**The input:**
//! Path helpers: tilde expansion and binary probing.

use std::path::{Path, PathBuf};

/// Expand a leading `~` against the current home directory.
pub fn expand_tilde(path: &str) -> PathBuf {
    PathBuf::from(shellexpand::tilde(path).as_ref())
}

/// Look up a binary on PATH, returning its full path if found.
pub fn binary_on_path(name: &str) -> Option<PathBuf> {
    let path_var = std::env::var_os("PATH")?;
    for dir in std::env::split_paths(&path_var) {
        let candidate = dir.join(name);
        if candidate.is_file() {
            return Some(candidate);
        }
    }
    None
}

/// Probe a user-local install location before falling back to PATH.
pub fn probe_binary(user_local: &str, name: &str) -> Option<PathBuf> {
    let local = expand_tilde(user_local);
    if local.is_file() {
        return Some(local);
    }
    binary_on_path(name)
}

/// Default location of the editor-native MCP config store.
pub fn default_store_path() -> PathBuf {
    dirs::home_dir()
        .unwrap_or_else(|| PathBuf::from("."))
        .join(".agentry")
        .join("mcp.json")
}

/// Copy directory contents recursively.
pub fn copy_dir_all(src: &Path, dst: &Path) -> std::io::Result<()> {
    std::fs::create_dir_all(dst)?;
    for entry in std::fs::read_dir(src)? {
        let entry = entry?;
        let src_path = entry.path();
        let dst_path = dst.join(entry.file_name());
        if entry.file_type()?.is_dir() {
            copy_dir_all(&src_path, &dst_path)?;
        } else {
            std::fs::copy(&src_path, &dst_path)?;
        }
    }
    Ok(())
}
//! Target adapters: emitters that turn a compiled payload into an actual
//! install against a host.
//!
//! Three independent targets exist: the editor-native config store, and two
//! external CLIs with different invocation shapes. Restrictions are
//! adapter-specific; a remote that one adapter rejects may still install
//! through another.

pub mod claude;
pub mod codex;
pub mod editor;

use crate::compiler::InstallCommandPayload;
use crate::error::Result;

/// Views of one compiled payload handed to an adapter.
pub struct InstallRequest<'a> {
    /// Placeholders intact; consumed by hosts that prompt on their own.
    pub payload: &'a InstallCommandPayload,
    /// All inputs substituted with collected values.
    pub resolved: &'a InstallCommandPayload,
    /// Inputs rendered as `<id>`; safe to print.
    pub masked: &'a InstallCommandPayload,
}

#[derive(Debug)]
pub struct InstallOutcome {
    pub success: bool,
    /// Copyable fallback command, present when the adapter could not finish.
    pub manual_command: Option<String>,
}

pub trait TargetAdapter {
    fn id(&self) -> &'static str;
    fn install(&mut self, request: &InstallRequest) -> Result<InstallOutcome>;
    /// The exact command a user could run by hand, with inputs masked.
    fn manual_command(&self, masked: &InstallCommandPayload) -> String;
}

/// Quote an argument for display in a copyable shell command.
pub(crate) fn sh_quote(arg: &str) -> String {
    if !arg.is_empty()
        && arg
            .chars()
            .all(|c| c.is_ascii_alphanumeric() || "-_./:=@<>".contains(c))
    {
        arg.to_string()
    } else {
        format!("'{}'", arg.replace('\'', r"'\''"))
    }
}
==
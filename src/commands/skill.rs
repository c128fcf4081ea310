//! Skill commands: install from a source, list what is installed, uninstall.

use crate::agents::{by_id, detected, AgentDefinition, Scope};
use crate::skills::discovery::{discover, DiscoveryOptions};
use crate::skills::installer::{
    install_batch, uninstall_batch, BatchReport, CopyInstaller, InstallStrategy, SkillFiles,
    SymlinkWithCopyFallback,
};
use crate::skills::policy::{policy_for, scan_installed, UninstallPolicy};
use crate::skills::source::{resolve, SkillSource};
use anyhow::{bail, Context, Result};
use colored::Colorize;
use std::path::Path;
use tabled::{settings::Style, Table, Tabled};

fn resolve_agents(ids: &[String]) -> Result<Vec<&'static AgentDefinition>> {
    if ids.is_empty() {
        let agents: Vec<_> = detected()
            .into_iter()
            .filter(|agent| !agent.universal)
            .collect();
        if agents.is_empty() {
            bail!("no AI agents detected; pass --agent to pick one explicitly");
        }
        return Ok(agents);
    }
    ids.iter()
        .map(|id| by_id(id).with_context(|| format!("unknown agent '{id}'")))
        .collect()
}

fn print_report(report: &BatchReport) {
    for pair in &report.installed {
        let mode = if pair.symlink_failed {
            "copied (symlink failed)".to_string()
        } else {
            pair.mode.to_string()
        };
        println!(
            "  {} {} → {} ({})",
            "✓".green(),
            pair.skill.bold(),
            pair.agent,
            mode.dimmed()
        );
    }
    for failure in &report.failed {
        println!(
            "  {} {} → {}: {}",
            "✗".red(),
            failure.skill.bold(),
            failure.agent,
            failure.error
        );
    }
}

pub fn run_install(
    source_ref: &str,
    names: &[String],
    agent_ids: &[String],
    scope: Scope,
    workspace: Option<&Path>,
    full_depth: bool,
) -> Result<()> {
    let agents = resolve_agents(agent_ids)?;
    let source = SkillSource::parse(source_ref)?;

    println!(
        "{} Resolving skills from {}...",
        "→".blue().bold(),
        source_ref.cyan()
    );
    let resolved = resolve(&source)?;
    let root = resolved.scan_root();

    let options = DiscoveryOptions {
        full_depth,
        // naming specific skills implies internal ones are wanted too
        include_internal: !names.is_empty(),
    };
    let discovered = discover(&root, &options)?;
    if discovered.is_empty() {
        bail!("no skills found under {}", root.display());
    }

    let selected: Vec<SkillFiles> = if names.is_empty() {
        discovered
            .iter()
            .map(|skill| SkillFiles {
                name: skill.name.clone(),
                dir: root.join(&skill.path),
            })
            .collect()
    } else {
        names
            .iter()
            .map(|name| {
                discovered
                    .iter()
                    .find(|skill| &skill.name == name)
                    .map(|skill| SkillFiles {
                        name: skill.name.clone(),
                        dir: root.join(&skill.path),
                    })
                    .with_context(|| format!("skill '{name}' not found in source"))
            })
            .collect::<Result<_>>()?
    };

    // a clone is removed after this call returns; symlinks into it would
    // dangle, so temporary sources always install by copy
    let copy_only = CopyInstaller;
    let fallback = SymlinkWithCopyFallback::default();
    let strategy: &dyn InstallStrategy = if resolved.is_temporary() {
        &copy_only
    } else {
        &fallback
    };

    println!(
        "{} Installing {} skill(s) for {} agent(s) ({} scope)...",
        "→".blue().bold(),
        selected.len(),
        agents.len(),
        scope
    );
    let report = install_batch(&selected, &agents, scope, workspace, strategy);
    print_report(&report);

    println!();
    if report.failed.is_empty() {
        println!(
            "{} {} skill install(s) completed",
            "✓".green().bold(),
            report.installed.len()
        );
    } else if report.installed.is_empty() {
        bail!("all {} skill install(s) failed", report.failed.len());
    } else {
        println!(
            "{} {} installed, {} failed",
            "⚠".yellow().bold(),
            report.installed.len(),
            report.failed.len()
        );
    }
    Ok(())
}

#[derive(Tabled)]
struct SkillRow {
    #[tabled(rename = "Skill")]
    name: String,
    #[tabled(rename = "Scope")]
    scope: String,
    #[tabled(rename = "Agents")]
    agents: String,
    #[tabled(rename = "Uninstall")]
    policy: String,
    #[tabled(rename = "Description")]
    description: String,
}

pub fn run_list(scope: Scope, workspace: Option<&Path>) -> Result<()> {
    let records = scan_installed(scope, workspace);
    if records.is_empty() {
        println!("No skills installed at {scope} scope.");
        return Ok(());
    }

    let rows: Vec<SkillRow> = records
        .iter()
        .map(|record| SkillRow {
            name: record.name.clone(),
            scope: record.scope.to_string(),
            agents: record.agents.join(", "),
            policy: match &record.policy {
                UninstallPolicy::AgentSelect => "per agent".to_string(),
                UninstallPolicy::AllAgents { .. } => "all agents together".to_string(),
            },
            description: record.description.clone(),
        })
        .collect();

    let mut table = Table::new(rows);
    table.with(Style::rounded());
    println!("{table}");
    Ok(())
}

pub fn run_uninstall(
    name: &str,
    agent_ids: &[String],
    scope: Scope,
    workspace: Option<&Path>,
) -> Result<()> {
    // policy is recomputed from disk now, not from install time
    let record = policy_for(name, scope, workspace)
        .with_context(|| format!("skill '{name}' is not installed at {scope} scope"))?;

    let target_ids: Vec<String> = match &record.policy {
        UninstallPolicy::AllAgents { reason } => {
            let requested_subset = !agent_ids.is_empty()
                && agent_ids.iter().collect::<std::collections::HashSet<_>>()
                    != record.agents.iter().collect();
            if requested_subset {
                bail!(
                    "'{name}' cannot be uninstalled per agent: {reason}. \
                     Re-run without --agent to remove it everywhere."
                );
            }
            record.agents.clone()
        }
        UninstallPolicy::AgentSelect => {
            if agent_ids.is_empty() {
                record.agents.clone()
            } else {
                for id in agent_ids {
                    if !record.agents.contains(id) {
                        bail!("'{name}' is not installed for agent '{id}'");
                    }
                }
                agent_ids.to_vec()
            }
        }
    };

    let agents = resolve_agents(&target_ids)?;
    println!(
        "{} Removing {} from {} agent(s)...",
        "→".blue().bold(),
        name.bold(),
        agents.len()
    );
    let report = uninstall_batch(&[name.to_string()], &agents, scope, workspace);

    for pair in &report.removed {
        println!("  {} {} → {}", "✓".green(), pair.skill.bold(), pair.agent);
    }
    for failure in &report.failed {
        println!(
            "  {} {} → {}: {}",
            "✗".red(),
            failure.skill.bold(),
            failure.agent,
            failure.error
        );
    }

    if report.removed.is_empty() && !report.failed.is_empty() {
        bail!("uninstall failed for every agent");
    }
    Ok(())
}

**Prompt:** In the data, count the lines that include the string "AllAgents", then give that number and nothing more.

**Solution to this problem:** 2